_Supplied data_.
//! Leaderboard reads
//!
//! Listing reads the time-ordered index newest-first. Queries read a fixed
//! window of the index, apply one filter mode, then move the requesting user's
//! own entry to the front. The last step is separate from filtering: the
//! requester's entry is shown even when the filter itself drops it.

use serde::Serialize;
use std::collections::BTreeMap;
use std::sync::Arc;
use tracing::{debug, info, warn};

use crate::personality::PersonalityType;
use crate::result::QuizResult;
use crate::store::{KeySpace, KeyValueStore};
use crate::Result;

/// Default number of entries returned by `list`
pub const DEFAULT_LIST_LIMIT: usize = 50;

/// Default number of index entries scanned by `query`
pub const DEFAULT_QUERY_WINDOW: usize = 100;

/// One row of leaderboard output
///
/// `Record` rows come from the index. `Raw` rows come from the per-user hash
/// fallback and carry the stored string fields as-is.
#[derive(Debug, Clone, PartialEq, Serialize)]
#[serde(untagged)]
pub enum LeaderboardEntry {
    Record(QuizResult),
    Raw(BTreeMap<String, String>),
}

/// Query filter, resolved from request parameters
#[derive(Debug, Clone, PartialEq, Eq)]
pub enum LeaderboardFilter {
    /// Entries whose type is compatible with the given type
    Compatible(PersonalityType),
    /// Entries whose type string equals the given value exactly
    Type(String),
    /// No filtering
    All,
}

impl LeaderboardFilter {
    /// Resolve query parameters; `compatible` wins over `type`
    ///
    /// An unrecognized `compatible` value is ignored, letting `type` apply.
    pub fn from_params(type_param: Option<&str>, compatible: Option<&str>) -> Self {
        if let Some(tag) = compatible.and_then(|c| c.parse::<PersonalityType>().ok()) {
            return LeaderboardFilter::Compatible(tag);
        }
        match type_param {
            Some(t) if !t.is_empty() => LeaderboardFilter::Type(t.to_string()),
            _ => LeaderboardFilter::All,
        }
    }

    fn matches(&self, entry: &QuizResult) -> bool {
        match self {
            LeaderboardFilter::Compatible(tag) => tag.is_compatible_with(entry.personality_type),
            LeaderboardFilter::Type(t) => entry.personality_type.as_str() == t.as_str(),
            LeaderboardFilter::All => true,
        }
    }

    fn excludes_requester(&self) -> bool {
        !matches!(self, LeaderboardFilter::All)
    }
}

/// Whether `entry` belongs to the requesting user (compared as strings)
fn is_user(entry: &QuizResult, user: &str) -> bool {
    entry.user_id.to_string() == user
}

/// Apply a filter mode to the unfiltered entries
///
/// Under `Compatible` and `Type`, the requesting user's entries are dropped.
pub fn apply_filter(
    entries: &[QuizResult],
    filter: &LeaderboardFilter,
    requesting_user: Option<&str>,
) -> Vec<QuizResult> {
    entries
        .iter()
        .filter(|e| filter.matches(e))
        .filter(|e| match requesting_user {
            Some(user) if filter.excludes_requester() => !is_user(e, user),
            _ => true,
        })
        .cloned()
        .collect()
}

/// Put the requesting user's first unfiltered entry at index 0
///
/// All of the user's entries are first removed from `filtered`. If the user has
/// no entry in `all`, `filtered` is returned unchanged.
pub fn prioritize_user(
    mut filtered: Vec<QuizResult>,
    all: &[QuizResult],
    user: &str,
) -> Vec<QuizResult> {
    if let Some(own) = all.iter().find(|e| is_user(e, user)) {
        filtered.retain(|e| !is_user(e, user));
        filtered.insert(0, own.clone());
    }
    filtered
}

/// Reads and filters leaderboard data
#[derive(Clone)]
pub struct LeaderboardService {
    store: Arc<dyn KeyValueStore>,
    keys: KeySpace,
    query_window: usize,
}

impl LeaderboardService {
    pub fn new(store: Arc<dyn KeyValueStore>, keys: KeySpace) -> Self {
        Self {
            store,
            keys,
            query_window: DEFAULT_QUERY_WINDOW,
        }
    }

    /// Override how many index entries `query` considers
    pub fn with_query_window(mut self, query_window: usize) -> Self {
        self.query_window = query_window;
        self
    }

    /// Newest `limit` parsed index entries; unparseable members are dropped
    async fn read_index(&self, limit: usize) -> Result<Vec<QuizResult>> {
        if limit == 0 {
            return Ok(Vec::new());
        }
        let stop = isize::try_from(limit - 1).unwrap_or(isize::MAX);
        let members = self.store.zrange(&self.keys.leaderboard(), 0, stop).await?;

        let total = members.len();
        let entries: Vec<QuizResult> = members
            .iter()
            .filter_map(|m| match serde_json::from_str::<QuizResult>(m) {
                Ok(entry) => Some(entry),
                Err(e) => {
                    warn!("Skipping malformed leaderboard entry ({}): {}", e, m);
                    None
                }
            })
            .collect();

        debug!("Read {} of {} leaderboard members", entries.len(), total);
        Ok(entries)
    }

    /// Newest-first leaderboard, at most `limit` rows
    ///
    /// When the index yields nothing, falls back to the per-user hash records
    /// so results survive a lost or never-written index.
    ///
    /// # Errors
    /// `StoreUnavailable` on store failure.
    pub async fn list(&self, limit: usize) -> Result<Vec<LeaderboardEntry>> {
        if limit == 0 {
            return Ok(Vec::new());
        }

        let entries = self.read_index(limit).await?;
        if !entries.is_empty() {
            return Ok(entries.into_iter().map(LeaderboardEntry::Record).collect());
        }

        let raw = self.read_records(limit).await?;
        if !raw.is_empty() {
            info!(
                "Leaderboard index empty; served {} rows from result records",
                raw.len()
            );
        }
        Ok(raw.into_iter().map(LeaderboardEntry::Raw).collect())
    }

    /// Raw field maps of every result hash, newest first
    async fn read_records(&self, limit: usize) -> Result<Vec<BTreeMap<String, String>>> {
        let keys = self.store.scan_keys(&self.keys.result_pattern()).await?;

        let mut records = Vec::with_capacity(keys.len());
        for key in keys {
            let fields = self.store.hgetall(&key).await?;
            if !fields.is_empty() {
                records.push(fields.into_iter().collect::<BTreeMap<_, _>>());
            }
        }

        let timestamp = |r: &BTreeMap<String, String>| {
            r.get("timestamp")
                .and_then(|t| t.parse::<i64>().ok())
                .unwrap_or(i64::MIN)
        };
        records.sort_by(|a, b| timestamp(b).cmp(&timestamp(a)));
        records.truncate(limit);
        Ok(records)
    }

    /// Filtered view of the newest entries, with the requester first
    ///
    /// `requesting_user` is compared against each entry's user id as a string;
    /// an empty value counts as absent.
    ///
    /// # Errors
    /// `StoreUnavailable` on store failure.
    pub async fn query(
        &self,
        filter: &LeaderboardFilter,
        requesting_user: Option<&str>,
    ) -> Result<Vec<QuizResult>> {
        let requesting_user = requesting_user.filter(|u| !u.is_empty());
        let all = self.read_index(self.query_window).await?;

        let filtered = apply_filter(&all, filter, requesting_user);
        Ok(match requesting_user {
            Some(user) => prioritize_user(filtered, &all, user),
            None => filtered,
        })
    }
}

_Problem description_. Starting at the first line of the material above, reproduce each line exactly up to and including the line with "use std::sync::Arc;".

_Solved problem_.
//! Leaderboard reads
//!
//! Listing reads the time-ordered index newest-first. Queries read a fixed
//! window of the index, apply one filter mode, then move the requesting user's
//! own entry to the front. The last step is separate from filtering: the
//! requester's entry is shown even when the filter itself drops it.

use serde::Serialize;
use std::collections::BTreeMap;
use std::sync::Arc;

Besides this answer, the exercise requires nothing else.